Readers are hungry for new talent, video has not eclipsed the written word, and there is room on the shelf for self-published authors who have a good story plus the sense to get their work professionally edited.
Those are some of my takeaways from BookExpo America, the industry’s just completed annual national convention. While traffic in New York was exasperating, traffic inside the Javits Center was exhilarating. The mood was upbeat, with crowds lined up each morning waiting to get in to meet authors and score free books.
I was camped with several other Indies on Writer’s Row. I invested roughly two grand for a small booth from which I told as many visitors as possible about my novels, Bella and the prequel, Bootlicker, (available Sept. 1).
Should you ever decide to go the trade show route, I suggest the following:
– Create a bookmark about your book with contact and buying info on the back.
– Make a poster from the cover, plus a second poster with a catchy blurb.
– Bring a laptop from which you can run your trailer or create a slide show.
– Enlist one or two personable helpers, and make sure they’ve read and can explain your book.
– Take lots of photos that you’ll be able to use later for blog posts. Shots of you signing books and chatting with readers are also valuable.
– Tweet live from the event as often as possible; try Viddy.com to create more engaging 15-second video tweets.

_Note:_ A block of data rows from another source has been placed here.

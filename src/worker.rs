//! Sink workers: batch accumulation and write-through with retry
//!
//! Each worker pulls from the shared queue, accumulates a batch bounded by
//! size and flush interval, and writes it through the circuit breaker with
//! the retry policy. A batch has exactly one fate: written by the sink, or
//! recorded once in the dead-letter queue.

use crate::breaker::CircuitBreaker;
use crate::dlq::DeadLetterQueue;
use crate::error::FailureKind;
use crate::metrics;
use crate::queue::BoundedQueue;
use crate::retry::RetryPolicy;
use crate::sink::Sink;
use futures::FutureExt;
use serde::Serialize;
use std::any::Any;
use std::collections::BTreeMap;
use std::panic::AssertUnwindSafe;
use std::sync::Arc;
use std::time::{Duration, Instant};
use tokio::sync::watch;

pub(crate) struct SinkWorker<T> {
    pub id: usize,
    pub coord_id: Arc<str>,
    pub queue: Arc<BoundedQueue<T>>,
    pub sink: Arc<dyn Sink<T>>,
    pub breaker: CircuitBreaker,
    pub retry: RetryPolicy,
    pub dlq: Option<Arc<DeadLetterQueue<T>>>,
    pub batch_size: usize,
    pub flush_interval: Duration,
    pub shutdown: watch::Receiver<bool>,
}

impl<T> SinkWorker<T>
where
    T: Serialize + Send + Sync + 'static,
{
    pub(crate) async fn run(mut self) {
        tracing::debug!(worker = self.id, "sink worker started");
        loop {
            let Some(first) = self.queue.get().await else { break };

            let mut batch = Vec::with_capacity(self.batch_size);
            batch.push(first);
            let deadline = Instant::now() + self.flush_interval;
            while batch.len() < self.batch_size {
                let remaining = deadline.saturating_duration_since(Instant::now());
                if remaining.is_zero() {
                    break;
                }
                match tokio::time::timeout(remaining, self.queue.get()).await {
                    Ok(Some(item)) => batch.push(item),
                    // Stopped and drained; flush what we have and exit after.
                    Ok(None) => break,
                    Err(_elapsed) => break,
                }
            }

            self.write_with_retry(batch).await;
        }
        tracing::debug!(worker = self.id, "sink worker exiting");
    }

    async fn write_with_retry(&mut self, batch: Vec<T>) {
        if let Err(open) = self.breaker.before_call() {
            tracing::debug!(
                worker = self.id,
                failures = open.consecutive_failures,
                "circuit open, routing batch to dead-letter queue"
            );
            metrics::write_error(&self.coord_id, self.id, FailureKind::CircuitOpen.as_str());
            self.dead_letter(&batch, open.to_string(), FailureKind::CircuitOpen, 0).await;
            return;
        }

        let max_attempts = self.retry.max_attempts();
        let mut attempts = 0;
        let mut failure: (String, FailureKind) =
            ("sink write failed".to_string(), FailureKind::Terminal);

        for attempt in 0..max_attempts {
            attempts = attempt + 1;
            let started = Instant::now();
            match AssertUnwindSafe(self.sink.write(&batch)).catch_unwind().await {
                Ok(Ok(())) => {
                    self.breaker.record_success();
                    metrics::batch_written(&self.coord_id, self.id);
                    metrics::write_latency(
                        &self.coord_id,
                        self.id,
                        started.elapsed().as_secs_f64(),
                    );
                    tracing::debug!(worker = self.id, items = batch.len(), "batch written");
                    return;
                }
                Ok(Err(error)) => {
                    let retryable = self.retry.is_retryable(&error);
                    tracing::debug!(
                        worker = self.id,
                        attempt = attempts,
                        retryable,
                        error = %error,
                        "sink write failed"
                    );
                    if !retryable {
                        failure = (error.to_string(), FailureKind::Terminal);
                        break;
                    }
                    if attempts >= max_attempts {
                        failure = (error.to_string(), FailureKind::RetryExhausted);
                        break;
                    }
                    let interrupted = tokio::select! {
                        _ = self.retry.sleep_backoff(attempt) => false,
                        _ = self.shutdown.wait_for(|stop| *stop) => true,
                    };
                    if interrupted {
                        failure = (error.to_string(), FailureKind::Shutdown);
                        break;
                    }
                }
                Err(payload) => {
                    failure = (panic_message(payload), FailureKind::Panic);
                    break;
                }
            }
        }

        let (message, kind) = failure;
        self.breaker.record_failure();
        metrics::write_error(&self.coord_id, self.id, kind.as_str());
        tracing::warn!(
            worker = self.id,
            attempts,
            kind = %kind,
            error = %message,
            items = batch.len(),
            "batch failed permanently"
        );
        self.dead_letter(&batch, message, kind, attempts).await;
    }

    async fn dead_letter(&self, batch: &[T], error: String, kind: FailureKind, attempts: usize) {
        let Some(dlq) = &self.dlq else {
            tracing::warn!(
                worker = self.id,
                items = batch.len(),
                kind = %kind,
                "no dead-letter queue configured; batch lost"
            );
            metrics::dropped(&self.coord_id, "no_dlq", batch.len() as u64);
            return;
        };

        let mut metadata = BTreeMap::new();
        metadata.insert("worker_id".to_string(), self.id.to_string());
        metadata.insert("attempts".to_string(), attempts.to_string());
        metadata.insert("error_kind".to_string(), kind.as_str().to_string());

        if let Err(err) = dlq.save(batch, &error, kind, metadata).await {
            // Losing a record beats blocking the write path.
            tracing::warn!(
                worker = self.id,
                error = %err,
                items = batch.len(),
                "dead-letter write failed; batch lost"
            );
            metrics::dropped(&self.coord_id, "dlq_write_failed", batch.len() as u64);
        }
    }
}

fn panic_message(payload: Box<dyn Any + Send>) -> String {
    if let Some(message) = payload.downcast_ref::<&str>() {
        format!("sink panicked: {message}")
    } else if let Some(message) = payload.downcast_ref::<String>() {
        format!("sink panicked: {message}")
    } else {
        "sink panicked".to_string()
    }
}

– Collect email addresses so you can follow up with new fans. This sometimes leads to signings and/or readings.
– Ask folks who accept your book to post a few review lines on Amazon.
Here are some great resources you might also want to check out:
– BookExpo videos are here, and free.
– Social media expert Cindy Ratzlaff makes her presentations available here.
As a self-publisher, I’m smiling a little as I look at my photos from the largest book industry trade show in North America. While some lanes are sill blocked, others – thanks to technology and slowly changing attitudes – are beginning to open. Success will ultimately hinge on the work. With discretionary leisure time so lacking in people’s busy lives, readers will not put up one second with weak characters, stories or writing. Deliver the goods, however, and your odds will soar.
Anyone else have thoughts about BEA or exhibiting at trade shows?